There is a lovely story told about the Member of Parliament, Ian Paisley: Matthew Paris, one time conservative member (and now broadcaster and journalist), as a newly-elected MP went to take his place in the House of Commons and was surprised to find Ian Paisley sitting on the Government benches. Sitting next to the controversial Irishman he remarked,

'I didn't expect to find you sitting here on the government benches. I thought you'd be with the Opposition...'

Paisley gruffly replied (and I can't do an Ulster accent!)

'Never confuse being by your side with being on your side'.

Human relationships are complicated things, and never more complicated than when the people you supposed were predictable in every way, turn out doing something completely different, completely unexpected, or completely contrary to the whole nature of things. But, being 'by your side and not necessarily on your side' seems to be an important religious insight in human relationships between themselves, with God, and through Jesus.
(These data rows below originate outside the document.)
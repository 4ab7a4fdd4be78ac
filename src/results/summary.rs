//! Summary log persistence
//!
//! The summary log is a JSON-lines file: a suite header, one record per
//! processed script and a closing record with the verdict. It is appended
//! while the suite runs so an interrupted run still leaves a readable log.

use chrono::{DateTime, Utc};
use serde::{Deserialize, Serialize};
use std::fs::File;
use std::io::{self, BufRead, BufReader, BufWriter, Write};
use std::path::{Path, PathBuf};
use thiserror::Error;
use tracing::{debug, warn};

use super::{CONFIG_LOG, SUMMARY_LOG};
use crate::config::ArgLayers;
use crate::models::{RunMode, ScriptOutcome, Severity};

/// Summary log read errors
#[derive(Error, Debug)]
pub enum SummaryError {
    #[error("Failed to read {}: {source}", path.display())]
    Io {
        path: PathBuf,
        #[source]
        source: io::Error,
    },

    #[error("{}:{line}: malformed record: {message}", path.display())]
    Malformed {
        path: PathBuf,
        line: usize,
        message: String,
    },

    #[error("{}: missing suite header", .0.display())]
    MissingHeader(PathBuf),
}

/// First record of a summary log
#[derive(Clone, Debug, PartialEq, Serialize, Deserialize)]
pub struct SuiteHeader {
    pub started_at: DateTime<Utc>,
    pub mode: RunMode,
    pub root: PathBuf,
    pub case_prefix: String,
    pub log_dir: PathBuf,
    #[serde(default)]
    pub invocation: Vec<String>,
    pub tool_version: String,
}

/// Last record of a completed summary log
#[derive(Clone, Debug, PartialEq, Serialize, Deserialize)]
pub struct SuiteFooter {
    pub completed_at: DateTime<Utc>,
    pub verdict: Severity,
    #[serde(default)]
    pub timed_out: bool,
}

/// Outcome record tagged with the input it was expanded from
#[derive(Clone, Debug, PartialEq, Serialize, Deserialize)]
pub struct CaseRecord {
    pub group: PathBuf,
    pub outcome: ScriptOutcome,
}

#[derive(Clone, Debug, PartialEq, Serialize, Deserialize)]
#[serde(tag = "record", rename_all = "snake_case")]
enum SummaryRecord {
    Suite(SuiteHeader),
    Case(CaseRecord),
    End(SuiteFooter),
}

/// Append-only summary log of a running suite.
///
/// The file is released exactly once: by `close`, or by `Drop` when the run
/// ends abnormally.
pub struct SummaryLog {
    path: PathBuf,
    writer: Option<BufWriter<File>>,
}

impl SummaryLog {
    /// Create the summary log in a run directory and write its header
    pub fn create(log_dir: &Path, header: SuiteHeader) -> io::Result<Self> {
        let path = log_dir.join(SUMMARY_LOG);
        let file = File::create(&path)?;
        let mut log = Self {
            path,
            writer: Some(BufWriter::new(file)),
        };
        log.write_record(&SummaryRecord::Suite(header))?;
        log.flush()?;
        debug!("Opened summary log {}", log.path.display());
        Ok(log)
    }

    pub fn path(&self) -> &Path {
        &self.path
    }

    /// Append one outcome
    pub fn append(&mut self, group: &Path, outcome: &ScriptOutcome) -> io::Result<()> {
        self.write_record(&SummaryRecord::Case(CaseRecord {
            group: group.to_path_buf(),
            outcome: outcome.clone(),
        }))
    }

    pub fn flush(&mut self) -> io::Result<()> {
        match self.writer.as_mut() {
            Some(writer) => writer.flush(),
            None => Ok(()),
        }
    }

    /// Write the closing record and release the file
    pub fn close(mut self, footer: SuiteFooter) -> io::Result<PathBuf> {
        self.write_record(&SummaryRecord::End(footer))?;
        if let Some(mut writer) = self.writer.take() {
            writer.flush()?;
        }
        Ok(self.path.clone())
    }

    fn write_record(&mut self, record: &SummaryRecord) -> io::Result<()> {
        let writer = self
            .writer
            .as_mut()
            .ok_or_else(|| io::Error::new(io::ErrorKind::Other, "summary log already closed"))?;
        serde_json::to_writer(&mut *writer, record)?;
        writer.write_all(b"\n")
    }
}

impl Drop for SummaryLog {
    fn drop(&mut self) {
        if let Some(mut writer) = self.writer.take() {
            warn!(
                "Summary log {} released without a closing record",
                self.path.display()
            );
            let _ = writer.flush();
        }
    }
}

/// Cases expanded from one input
#[derive(Clone, Debug, PartialEq)]
pub struct CaseGroup {
    pub input: PathBuf,
    pub cases: Vec<ScriptOutcome>,
}

/// A summary log read back from disk
#[derive(Clone, Debug, PartialEq)]
pub struct PriorSummary {
    pub path: PathBuf,
    pub header: SuiteHeader,
    pub groups: Vec<CaseGroup>,
    pub footer: Option<SuiteFooter>,
}

impl PriorSummary {
    /// All outcomes in recorded order
    pub fn outcomes(&self) -> impl Iterator<Item = &ScriptOutcome> {
        self.groups.iter().flat_map(|g| g.cases.iter())
    }

    /// Strip the case prefix from a recorded display path and resolve it
    /// against the recorded suite root
    pub fn script_path(&self, outcome: &ScriptOutcome) -> PathBuf {
        let relative = outcome
            .display
            .strip_prefix(&self.header.case_prefix)
            .unwrap_or(&outcome.display);
        self.header.root.join(relative)
    }
}

/// Summary log path for a run directory or a summary log file
pub fn locate(path: &Path) -> PathBuf {
    if path.is_dir() {
        path.join(SUMMARY_LOG)
    } else {
        path.to_path_buf()
    }
}

/// Read a summary log; a missing closing record is tolerated
pub fn read_summary(path: &Path) -> Result<PriorSummary, SummaryError> {
    let file = File::open(path).map_err(|source| SummaryError::Io {
        path: path.to_path_buf(),
        source,
    })?;

    let mut header = None;
    let mut groups: Vec<CaseGroup> = Vec::new();
    let mut footer = None;

    for (index, line) in BufReader::new(file).lines().enumerate() {
        let line = line.map_err(|source| SummaryError::Io {
            path: path.to_path_buf(),
            source,
        })?;
        if line.trim().is_empty() {
            continue;
        }

        let record: SummaryRecord =
            serde_json::from_str(&line).map_err(|e| SummaryError::Malformed {
                path: path.to_path_buf(),
                line: index + 1,
                message: e.to_string(),
            })?;

        match record {
            SummaryRecord::Suite(h) => header = Some(h),
            SummaryRecord::Case(case) => {
                let same_group = groups.last().is_some_and(|g| g.input == case.group);
                match groups.last_mut() {
                    Some(group) if same_group => group.cases.push(case.outcome),
                    _ => {
                        let group = CaseGroup {
                            input: case.group,
                            cases: vec![case.outcome],
                        };
                        groups.push(group);
                    }
                }
            }
            SummaryRecord::End(f) => footer = Some(f),
        }
    }

    let header = header.ok_or_else(|| SummaryError::MissingHeader(path.to_path_buf()))?;
    Ok(PriorSummary {
        path: path.to_path_buf(),
        header,
        groups,
        footer,
    })
}

#[derive(Serialize)]
struct ConfigLog<'a> {
    invocation: &'a [String],
    layers: &'a ArgLayers,
}

/// Dump the argument layers next to the summary log
pub fn write_config_log(
    log_dir: &Path,
    layers: &ArgLayers,
    invocation: &[String],
) -> io::Result<PathBuf> {
    let path = log_dir.join(CONFIG_LOG);
    let content = serde_json::to_string_pretty(&ConfigLog { invocation, layers })?;
    std::fs::write(&path, content)?;
    Ok(path)
}

#[cfg(test)]
mod tests {
    use super::*;
    use tempfile::tempdir;

    fn header(log_dir: &Path, root: &Path, prefix: &str) -> SuiteHeader {
        SuiteHeader {
            started_at: Utc::now(),
            mode: RunMode::Execute,
            root: root.to_path_buf(),
            case_prefix: prefix.to_string(),
            log_dir: log_dir.to_path_buf(),
            invocation: vec!["suite-runner".to_string()],
            tool_version: "test".to_string(),
        }
    }

    #[test]
    fn test_write_and_read_back() {
        let dir = tempdir().unwrap();
        let mut log = SummaryLog::create(dir.path(), header(dir.path(), Path::new("/s"), "")).unwrap();

        let a = ScriptOutcome::success(Path::new("/s/a.lux"), "a.lux");
        let b = ScriptOutcome::error(Path::new("/s/d/b.lux"), "d/b.lux", "3", "boom");
        let c = ScriptOutcome::success(Path::new("/s/d/c.lux"), "d/c.lux");
        log.append(Path::new("a.lux"), &a).unwrap();
        log.append(Path::new("d"), &b).unwrap();
        log.append(Path::new("d"), &c).unwrap();
        let path = log
            .close(SuiteFooter {
                completed_at: Utc::now(),
                verdict: Severity::Error,
                timed_out: false,
            })
            .unwrap();

        let prior = read_summary(&path).unwrap();
        assert_eq!(prior.groups.len(), 2);
        assert_eq!(prior.groups[1].cases.len(), 2);
        assert_eq!(prior.outcomes().count(), 3);
        assert_eq!(prior.footer.unwrap().verdict, Severity::Error);
    }

    #[test]
    fn test_interrupted_log_is_readable() {
        let dir = tempdir().unwrap();
        {
            let mut log =
                SummaryLog::create(dir.path(), header(dir.path(), Path::new("/s"), "")).unwrap();
            log.append(
                Path::new("a.lux"),
                &ScriptOutcome::success(Path::new("/s/a.lux"), "a.lux"),
            )
            .unwrap();
            // dropped without close
        }

        let prior = read_summary(&dir.path().join(SUMMARY_LOG)).unwrap();
        assert!(prior.footer.is_none());
        assert_eq!(prior.outcomes().count(), 1);
    }

    #[test]
    fn test_script_path_strips_prefix() {
        let dir = tempdir().unwrap();
        let prior = PriorSummary {
            path: dir.path().join(SUMMARY_LOG),
            header: header(dir.path(), Path::new("/suite"), "lux/"),
            groups: Vec::new(),
            footer: None,
        };
        let outcome = ScriptOutcome::success(Path::new("/moved/x.lux"), "lux/sub/x.lux");
        assert_eq!(prior.script_path(&outcome), PathBuf::from("/suite/sub/x.lux"));
    }

    #[test]
    fn test_malformed_and_headerless() {
        let dir = tempdir().unwrap();
        let path = dir.path().join(SUMMARY_LOG);

        std::fs::write(&path, "{not json}\n").unwrap();
        assert!(matches!(
            read_summary(&path),
            Err(SummaryError::Malformed { line: 1, .. })
        ));

        std::fs::write(&path, "").unwrap();
        let err = read_summary(&path).unwrap_err();
        assert!(matches!(err, SummaryError::MissingHeader(_)));
        assert_eq!(err.to_string(), format!("{}: missing suite header", path.display()));
    }

    #[test]
    fn test_config_log() {
        let dir = tempdir().unwrap();
        let path = write_config_log(dir.path(), &ArgLayers::default(), &["x".to_string()]).unwrap();
        let content = std::fs::read_to_string(path).unwrap();
        assert!(content.contains("\"internal\""));
    }
}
The reverse of the suggestion is, perhaps, easier to swallow, God being on our side, but not necessarily by our side'. We can all identify with that kind of sentiment - the invisible God who cannot be visibly identified as walking with you through the journey of life, (for God is Spirit), yet whose work is unmistakably on the side of the just and the righteous.
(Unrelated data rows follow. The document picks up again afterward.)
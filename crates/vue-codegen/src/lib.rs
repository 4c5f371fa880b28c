//! Virtual TypeScript documents for class components.
//!
//! This crate reads the script section of a component, flattens the
//! members it inherits, and composes a document in which the compiled
//! template runs as a method of the component class.

pub mod compose;
pub mod helpers;
pub mod script;

pub use compose::{
    compose, flatten, ComposeInput, ComposedDocument, FlatProperty, FlattenedProperties,
};
pub use script::{
    analyze_declarations, analyze_script, BaseRef, DeclarationAnalysis, DeclaredClass,
    ImportBinding, PropOptions, PropertyDecl, PropertyKind, RegisteredComponent, ScriptAnalysis,
    ScriptError,
};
Yes, we can all agree to that kind of sentiment. But what about an image which depicts God clearly and visibly by your side, in a tactile and immanent sense, yet who is clearly as ill at ease with your company and actions as was Ian Paisley with the then Conservative Government?
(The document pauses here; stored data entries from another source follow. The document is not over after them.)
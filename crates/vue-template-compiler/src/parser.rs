//! Tolerant parser for templates.
//!
//! The parser never gives up: unclosed elements, stray end tags and broken
//! directives are recorded as [`CompileError`]s and parsing continues with
//! whatever structure could be recovered.

use crate::ast::*;
use crate::error::CompileError;
use smol_str::SmolStr;
use source_map::Span;

/// A parsed template plus every problem found along the way.
#[derive(Debug, Clone, Default)]
pub struct ParsedTemplate {
    /// The recovered AST.
    pub ast: TemplateAst,
    /// Problems found while parsing.
    pub errors: Vec<CompileError>,
}

/// Parse template content that starts at absolute offset `base` in its file.
pub fn parse_template(source: &str, base: u32) -> ParsedTemplate {
    let mut parser = TemplateParser::new(source, base);
    let (children, _) = parser.parse_children(None);
    let span = Span::new(base, base + source.len() as u32);
    ParsedTemplate {
        ast: TemplateAst::with_children(children, span),
        errors: parser.errors,
    }
}

/// Parser for templates.
struct TemplateParser<'a> {
    source: &'a str,
    pos: usize,
    base: u32,
    errors: Vec<CompileError>,
    /// Tags of the elements currently being parsed, outermost first.
    open_tags: Vec<SmolStr>,
}

impl<'a> TemplateParser<'a> {
    fn new(source: &'a str, base: u32) -> Self {
        Self {
            source,
            pos: 0,
            base,
            errors: Vec::new(),
            open_tags: Vec::new(),
        }
    }

    /// Absolute span for local offsets.
    fn span(&self, start: usize, end: usize) -> Span {
        Span::new(self.base + start as u32, self.base + end as u32)
    }

    /// Get remaining source.
    fn remaining(&self) -> &'a str {
        &self.source[self.pos..]
    }

    /// Check if at end.
    fn is_eof(&self) -> bool {
        self.pos >= self.source.len()
    }

    /// Peek at next char.
    fn peek(&self) -> Option<char> {
        self.remaining().chars().next()
    }

    /// Consume next char.
    fn advance(&mut self) -> Option<char> {
        let c = self.peek()?;
        self.pos += c.len_utf8();
        Some(c)
    }

    /// Check if remaining starts with string.
    fn starts_with(&self, s: &str) -> bool {
        self.remaining().starts_with(s)
    }

    /// Consume string if it matches.
    fn consume(&mut self, s: &str) -> bool {
        if self.starts_with(s) {
            self.pos += s.len();
            true
        } else {
            false
        }
    }

    /// Skip whitespace.
    fn skip_whitespace(&mut self) {
        self.read_while(char::is_whitespace);
    }

    /// Read until predicate is false.
    fn read_while<F: Fn(char) -> bool>(&mut self, pred: F) -> &'a str {
        let start = self.pos;
        while let Some(c) = self.peek() {
            if pred(c) {
                self.advance();
            } else {
                break;
            }
        }
        &self.source[start..self.pos]
    }

    /// Whether an element start tag begins here.
    fn at_element_start(&self) -> bool {
        let mut chars = self.remaining().chars();
        chars.next() == Some('<') && chars.next().is_some_and(|c| c.is_ascii_alphabetic())
    }

    /// Name of the end tag starting here, if any.
    fn peek_end_tag_name(&self) -> Option<&'a str> {
        let rest = self.remaining().strip_prefix("</")?;
        let len = rest
            .find(|c: char| c.is_whitespace() || c == '>' || c == '/')
            .unwrap_or(rest.len());
        Some(&rest[..len])
    }

    /// Parse children until the end tag of `end_tag` (not consumed), an end
    /// tag of an enclosing element, or EOF. The flag tells whether the
    /// expected end tag was reached.
    fn parse_children(&mut self, end_tag: Option<&str>) -> (Vec<TemplateNode>, bool) {
        let mut children = Vec::new();

        loop {
            if self.is_eof() {
                return (children, end_tag.is_none());
            }

            if let Some(name) = self.peek_end_tag_name() {
                if end_tag.is_some_and(|tag| tag.eq_ignore_ascii_case(name)) {
                    return (children, true);
                }
                if self.open_tags.iter().any(|t| t.eq_ignore_ascii_case(name)) {
                    return (children, false);
                }
                let start = self.pos;
                self.consume("</");
                self.read_while(|c| c != '>');
                self.consume(">");
                self.errors
                    .push(CompileError::stray_end_tag(name, self.span(start, self.pos)));
                continue;
            }

            if let Some(node) = self.parse_node() {
                self.push_child(&mut children, node);
            }
        }
    }

    /// Append a node, folding v-else-if/v-else elements into the preceding
    /// conditional chain.
    fn push_child(&mut self, children: &mut Vec<TemplateNode>, node: TemplateNode) {
        let TemplateNode::Element(element) = node else {
            children.push(node);
            return;
        };
        let Some((branch_type, directive)) = element.branch_directive() else {
            children.push(TemplateNode::Element(element));
            return;
        };
        let directive_span = directive.span;

        match branch_type {
            // v-for binds tighter than v-if; the element compiles both itself.
            IfBranchType::If if element.v_for.is_some() => {
                children.push(TemplateNode::Element(element));
            }
            IfBranchType::If => {
                let span = element.span;
                children.push(TemplateNode::If(IfNode {
                    branches: vec![IfBranch {
                        branch_type,
                        element,
                    }],
                    span,
                }));
            }
            IfBranchType::ElseIf | IfBranchType::Else => {
                let chain = children.iter_mut().rev().find(|n| {
                    !matches!(n, TemplateNode::Comment(_))
                });
                match chain {
                    Some(TemplateNode::If(if_node))
                        if if_node
                            .branches
                            .last()
                            .is_some_and(|b| b.branch_type != IfBranchType::Else) =>
                    {
                        if_node.span = if_node.span.merge(element.span);
                        if_node.branches.push(IfBranch {
                            branch_type,
                            element,
                        });
                    }
                    _ => {
                        let name = if branch_type == IfBranchType::Else {
                            "else"
                        } else {
                            "else-if"
                        };
                        self.errors
                            .push(CompileError::orphan_else(name, directive_span));
                        let span = element.span;
                        children.push(TemplateNode::If(IfNode {
                            branches: vec![IfBranch {
                                branch_type,
                                element,
                            }],
                            span,
                        }));
                    }
                }
            }
        }
    }

    /// Parse a single node.
    fn parse_node(&mut self) -> Option<TemplateNode> {
        if self.starts_with("<!--") {
            return Some(TemplateNode::Comment(self.parse_comment()));
        }

        if self.at_element_start() {
            return Some(TemplateNode::Element(self.parse_element()));
        }

        if self.starts_with("{{") {
            return self.parse_interpolation().map(TemplateNode::Interpolation);
        }

        self.parse_text().map(TemplateNode::Text)
    }

    /// Parse a comment.
    fn parse_comment(&mut self) -> CommentNode {
        let start = self.pos;
        self.consume("<!--");
        match self.remaining().find("-->") {
            Some(i) => self.pos += i + 3,
            None => self.pos = self.source.len(),
        }
        CommentNode {
            span: self.span(start, self.pos),
        }
    }

    /// Parse an interpolation.
    fn parse_interpolation(&mut self) -> Option<InterpolationNode> {
        let start = self.pos;
        self.consume("{{");
        let expr_start = self.pos;
        let Some(len) = self.remaining().find("}}") else {
            // Treat the rest of the text run as plain text.
            self.read_while(|c| c != '<');
            self.errors.push(CompileError::unterminated_interpolation(
                self.span(start, self.pos),
            ));
            return None;
        };
        let raw = &self.source[expr_start..expr_start + len];
        self.pos = expr_start + len + 2;
        Some(InterpolationNode {
            expression: Expression::trimmed(raw, self.base + expr_start as u32),
            span: self.span(start, self.pos),
        })
    }

    /// Parse a text run. Whitespace-only runs produce no node.
    fn parse_text(&mut self) -> Option<TextNode> {
        let start = self.pos;
        self.advance();
        while !self.is_eof()
            && !self.starts_with("{{")
            && !self.at_element_start()
            && !self.starts_with("</")
            && !self.starts_with("<!--")
        {
            self.advance();
        }
        let text = &self.source[start..self.pos];
        (!text.trim().is_empty()).then(|| TextNode {
            span: self.span(start, self.pos),
        })
    }

    /// Parse an element.
    fn parse_element(&mut self) -> ElementNode {
        let start = self.pos;
        self.consume("<");

        let tag_start = self.pos;
        let tag: SmolStr = self
            .read_while(|c| c.is_ascii_alphanumeric() || c == '-' || c == '_' || c == ':' || c == '.')
            .into();
        let tag_span = self.span(tag_start, self.pos);

        let (attrs, directives) = self.parse_attributes();
        let v_for = directives
            .iter()
            .find(|d| d.name == "for")
            .and_then(|d| self.parse_for_directive(d));

        self.skip_whitespace();
        let start_tag = self.span(start, self.pos);
        let self_closing = self.consume("/>");
        let tag_terminated = self_closing || self.consume(">");

        let mut children = Vec::new();
        let mut closed = true;
        if !tag_terminated {
            closed = false;
            self.errors
                .push(CompileError::unclosed_element(&tag, self.span(start, self.pos)));
        } else if !self_closing && !is_void_element(&tag) {
            self.open_tags.push(tag.clone());
            let (nodes, found) = self.parse_children(Some(tag.as_str()));
            self.open_tags.pop();
            children = nodes;
            if found {
                self.consume("</");
                self.read_while(|c| c != '>');
                self.consume(">");
            } else {
                closed = false;
                self.errors
                    .push(CompileError::unclosed_element(&tag, tag_span));
            }
        }

        let is_component = get_element_type(&tag) == ElementType::Component;
        ElementNode {
            tag,
            is_component,
            attrs,
            directives,
            v_for,
            children,
            self_closing,
            closed,
            span: self.span(start, self.pos),
            tag_span,
            start_tag,
        }
    }

    /// Parse attributes and directives, keeping source order.
    fn parse_attributes(&mut self) -> (Vec<Attribute>, Vec<Directive>) {
        let mut attrs = Vec::new();
        let mut directives = Vec::new();

        loop {
            self.skip_whitespace();

            if self.is_eof() || self.starts_with(">") || self.starts_with("/>") || self.starts_with("<")
            {
                break;
            }

            let attr_start = self.pos;
            let name = self.read_while(|c| {
                !c.is_whitespace() && c != '=' && c != '>' && c != '/' && c != '"' && c != '\''
            });

            if name.is_empty() {
                self.advance();
                continue;
            }

            self.skip_whitespace();

            let value = if self.consume("=") {
                self.skip_whitespace();
                Some(self.parse_attribute_value())
            } else {
                None
            };

            let span = self.span(attr_start, self.pos);
            let name_offset = self.base + attr_start as u32;
            match parse_directive(name, name_offset, value.clone(), span) {
                Some(directive) => {
                    if matches!(directive.name.as_str(), "if" | "else-if" | "for")
                        && directive.value.as_ref().map_or(true, Expression::is_empty)
                    {
                        self.errors
                            .push(CompileError::missing_value(&directive.name, span));
                    }
                    directives.push(directive);
                }
                None => attrs.push(Attribute {
                    name: name.into(),
                    value,
                    span,
                }),
            }
        }

        (attrs, directives)
    }

    /// Parse an attribute value. The expression keeps the raw value text.
    fn parse_attribute_value(&mut self) -> Expression {
        match self.peek() {
            Some(quote @ ('"' | '\'')) => {
                self.advance();
                let value_start = self.pos;
                let value = match self.remaining().find(quote) {
                    Some(len) => {
                        self.pos += len;
                        let value = &self.source[value_start..self.pos];
                        self.advance();
                        value
                    }
                    None => {
                        self.pos = self.source.len();
                        self.errors.push(CompileError::unterminated_attribute(
                            self.span(value_start, self.pos),
                        ));
                        &self.source[value_start..]
                    }
                };
                Expression::new(
                    value,
                    Span::new(
                        self.base + value_start as u32,
                        self.base + (value_start + value.len()) as u32,
                    ),
                )
            }
            _ => {
                let start = self.pos;
                let value = self.read_while(|c| !c.is_whitespace() && c != '>');
                Expression::new(value, self.span(start, self.pos))
            }
        }
    }

    /// Parse the value of a v-for directive, recording an error when it
    /// does not have the `alias in source` shape.
    fn parse_for_directive(&mut self, directive: &Directive) -> Option<ForExpression> {
        let value = directive.value.as_ref().filter(|v| !v.is_empty())?;
        let parsed = parse_for_expression(value);
        if parsed.is_none() {
            self.errors
                .push(CompileError::invalid_v_for(&value.content, value.span));
        }
        parsed
    }
}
Now that's a very different kind of God - God who is not on your side. Now that is a little more difficult to cope with...

A date in the calendar of the Church brings this unusual dynamic to some kind of climax. This last week, on Thursday, which was Ascension Day, the Church marked the point in time at which the reports in the scriptures of the incidents surrounding the risen Christ began to come to a close.

(Whether this is strictly true is not clear, for in John's Gospel the ascension has a different meaning from the other Gospels. And there is also the matter of Paul's encounter with the risen Christ: Was that an encounter like the upper room and the Emmaus road, or was it an encounter with Holy Spirit? Again, its not entirely clear.) But the Church marks the point at which Jesus is no longer regularly reported as being with his followers in his state of resurrection with the ascension.

It's a wonderfully dramatic tale: They climb a mountain (echoes of the incident with Moses on Sinai), clouds surround, mystery.

And then.... he was gone!

They must have looked, but he was not going back down the mountain - he must have 'ascended' to heaven....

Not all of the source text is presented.